D1 connected to ground means the anode is 0.7V. D2 will have a forward drop of 0.7 meaning that it's actually creating a virtual ground at V(out).

Then it's just voltages over resistors. (5-0.7)/10k = current through 10k. (0-(-5))/5k = current through 5k.

Then use KCL to determine what I is. Current through 10k flows into node, current through 5K flows out of node, and current I flows out of node. So you should have an equation like this:
$$I_{10k}-I_{5k}-I=0$$

When you do this, you'll see that I is actually negative which can't be because the diode would then be reversed biased and would block all current. That means D1 becomes an open in this circuit.
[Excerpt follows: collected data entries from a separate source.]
//! Running state carried across projection years

use super::cashflows::YearRow;
use super::money::round_money;

/// Unrounded running totals of a scenario projection
#[derive(Debug, Clone, Default)]
pub struct ProjectionState {
    /// Current projection year (1-indexed, 0 before the first year)
    pub year: u32,

    /// Cumulative profit before rounding
    pub cumulative_profit: f64,

    /// First month at which cumulative profit turned non-negative
    pub payback_month: Option<u32>,
}

impl ProjectionState {
    pub fn new() -> Self {
        Self::default()
    }

    /// Advance to next year
    pub fn advance_year(&mut self) {
        self.year += 1;
    }

    /// Book one year's revenue and cost, returning the rounded table row
    ///
    /// Payback is detected on unrounded values; only the stored row is rounded.
    pub fn record_year(&mut self, revenue: f64, costs: f64) -> YearRow {
        let profit = revenue - costs;
        let prior_cumulative = self.cumulative_profit;
        self.cumulative_profit += profit;

        if self.payback_month.is_none() && self.cumulative_profit >= 0.0 {
            self.payback_month = Some(payback_month(self.year, prior_cumulative, profit));
        }

        YearRow {
            year: self.year,
            revenue: round_money(revenue),
            costs: round_money(costs),
            profit: round_money(profit),
            cumulative_profit: round_money(self.cumulative_profit),
        }
    }
}

/// Month of payback within the crossing year
///
/// A crossing in year 1 is always reported as month 12. Later crossings
/// interpolate linearly between the prior year-end balance and this year's
/// profit, rounding up to a whole month.
pub fn payback_month(year: u32, prior_cumulative: f64, profit: f64) -> u32 {
    if year <= 1 {
        return 12;
    }
    if profit <= 0.0 {
        return year * 12;
    }

    let months_into_year = (12.0 * -prior_cumulative / profit).ceil().clamp(0.0, 12.0);
    (year - 1) * 12 + months_into_year as u32
}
Now you just have one series line of voltage across resistors and a diode. Ohms law states this:
$$\frac{5-(-5)-0.7}{10k+5k}=I_{series}$$

With Iseries and 5k, you can find Vout. You know that I is 0 because D1 is reverse biased.

The diodes will obviously change the voltage drops across the resistor, but you also need to take into account that they are unidirectional and that the anode cannot be more than 0.7V above the cathode. Once you take all those into account you should be able to solve it.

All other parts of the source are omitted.